Our primate ancestors may have learned to walk while still in the treetops

Tarzan was a little more accurate than we thought.

By Cassidy Ward
The Croods: A New Age

Too often, in popular media, primitive humans have been depicted as unintelligent and brutish. We use them to highlight our own superiority, or to sell car insurance. Then we got The Croods (now streaming on Peacock!), and we finally had some cave people to root for. They aren’t the most socially advanced, and they don’t quite walk upright, but they mean well, and they stick together. More importantly, they’re determined to adapt during a crucial time in human evolution.
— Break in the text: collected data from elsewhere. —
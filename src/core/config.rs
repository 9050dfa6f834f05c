use crate::core::output::OutputType;
use indexmap::IndexMap;
use serde::Deserialize;
use std::path::PathBuf;

/// Top-level configuration consumed by [`Simulation::new`].
///
/// The kernel does not parse files itself; callers deserialize this from
/// whatever format they use (the demo binary reads TOML) or build it in code.
/// Map order is document order, which fixes module registration order and
/// therefore per-step update order.
///
/// [`Simulation::new`]: crate::core::simulation::Simulation::new
#[derive(Debug, Clone, Deserialize)]
#[serde(rename_all = "PascalCase", deny_unknown_fields)]
pub struct Configuration {
    pub grid: GridConfig,
    pub clock: ClockConfig,
    /// Kind name → parameter block, one physics module per entry.
    #[serde(default)]
    pub physics_modules: IndexMap<String, serde_json::Value>,
    /// Kind name → parameter block, one compute tool per entry.
    #[serde(default)]
    pub tools: IndexMap<String, serde_json::Value>,
    #[serde(default)]
    pub diagnostics: DiagnosticsConfig,
}

/// Spatial discretization parameters.
#[derive(Debug, Clone, Deserialize)]
#[serde(deny_unknown_fields)]
pub struct GridConfig {
    #[serde(rename = "N")]
    pub n: usize,
    pub r_min: f64,
    pub r_max: f64,
}

/// Time-stepping parameters.
#[derive(Debug, Clone, Deserialize)]
#[serde(deny_unknown_fields)]
pub struct ClockConfig {
    pub start_time: f64,
    pub end_time: f64,
    pub num_steps: u64,
}

/// Diagnostic group settings plus per-kind instance lists.
///
/// `directory` and `output_type` are group-wide defaults; every other key is a
/// diagnostic kind name mapping to a list of parameter blocks, one instance
/// per block.
#[derive(Debug, Clone, Default, Deserialize)]
pub struct DiagnosticsConfig {
    #[serde(default)]
    pub directory: Option<PathBuf>,
    #[serde(default)]
    pub output_type: Option<OutputType>,
    #[serde(flatten)]
    pub kinds: IndexMap<String, Vec<serde_json::Value>>,
}

#[cfg(test)]
mod tests {
    use super::*;

    #[test]
    fn test_deserialize_from_toml() {
        let input = r#"
            [Grid]
            N = 30
            r_min = 0.0
            r_max = 1.0

            [Clock]
            start_time = 0.0
            end_time = 1e-8
            num_steps = 20

            [PhysicsModules.EMWave]
            amplitude = 1.0
            omega = 2e9

            [PhysicsModules.ChargedParticle]
            position = 0.5

            [Tools.ForwardEuler]

            [Diagnostics]
            directory = "output"
            output_type = "csv"

            [[Diagnostics.ParticleDiagnostic]]
            component = "momentum"
            filename = "momentum.csv"
        "#;

        let config: Configuration = toml::from_str(input).unwrap();
        assert_eq!(config.grid.n, 30);
        assert_eq!(config.clock.num_steps, 20);

        // Document order is preserved, EMWave updates before ChargedParticle.
        let kinds: Vec<&String> = config.physics_modules.keys().collect();
        assert_eq!(kinds, vec!["EMWave", "ChargedParticle"]);

        assert!(config.tools.contains_key("ForwardEuler"));
        assert_eq!(config.diagnostics.output_type, Some(OutputType::Csv));
        assert_eq!(config.diagnostics.kinds["ParticleDiagnostic"].len(), 1);
    }

    #[test]
    fn test_module_and_tool_groups_default_to_empty() {
        let input = r#"
            [Grid]
            N = 4
            r_min = 0.0
            r_max = 1.0

            [Clock]
            start_time = 0.0
            end_time = 1.0
            num_steps = 10
        "#;

        let config: Configuration = toml::from_str(input).unwrap();
        assert!(config.physics_modules.is_empty());
        assert!(config.tools.is_empty());
        assert!(config.diagnostics.kinds.is_empty());
        assert!(config.diagnostics.directory.is_none());
    }
}
pub mod core;
pub mod physics;

// Re-export commonly used types
pub use crate::core::clock::Clock;
pub use crate::core::config::{ClockConfig, Configuration, GridConfig};
pub use crate::core::errors::{Result, SimError};
pub use crate::core::grid::Grid;
pub use crate::core::output::OutputType;
pub use crate::core::registry::KindRegistry;
pub use crate::core::resource::{ResourceExchange, ResourceHandle};
pub use crate::core::simulation::Simulation;
pub use crate::core::traits::{Cadence, ComputeTool, Diagnostic, PhysicsModule, SetupContext, StepContext};
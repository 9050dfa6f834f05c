use gridstep::physics;
use gridstep::{Configuration, KindRegistry, Simulation};

/// Drives a single charged particle through an analytic plane wave, the
/// whole pipeline configured from a TOML input file.
fn main() -> Result<(), Box<dyn std::error::Error>> {
    env_logger::init();

    let path = std::env::args()
        .nth(1)
        .unwrap_or_else(|| "demos/particle_in_field/particle_in_field.toml".to_string());
    let config: Configuration = toml::from_str(&std::fs::read_to_string(&path)?)?;

    let mut registry = KindRegistry::new();
    physics::register_builtins(&mut registry)?;

    let mut sim = Simulation::new(&config, &registry)?;
    sim.run()?;

    let momentum = sim
        .exchange()
        .get("ChargedParticle:momentum")
        .map(|h| h.snapshot());
    if let Some(momentum) = momentum {
        println!("final momentum: {momentum:?}");
    }
    Ok(())
}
Walking on two legs is so central to the human identity that we often illustrate evolution (incorrectly) as a progression between hunched quadruped huddled over their gruel and sophisticated bipeds with tailored clothes and an addiction to caffeine. While evolution isn’t a predestined line from one form to the next — we’re not Pokémon — the transition to walking upright was an important part of our transition from tree-dwelling primate to city-dwelling, more socially complex primate.

For a long time, scientists have believed that the shift toward two-leggedness was a necessary consequence of moving out of the trees. During the late Miocene-Pliocene, roughly seven million years ago, forests were retreating and being replaced by open grasslands. Any of our ancestors living there would have had to have learned to walk upright or die. That was the idea, anyway. Now, a recent paper published in the journal Science Advances suggests we may have learned to walk while we were still living in the trees.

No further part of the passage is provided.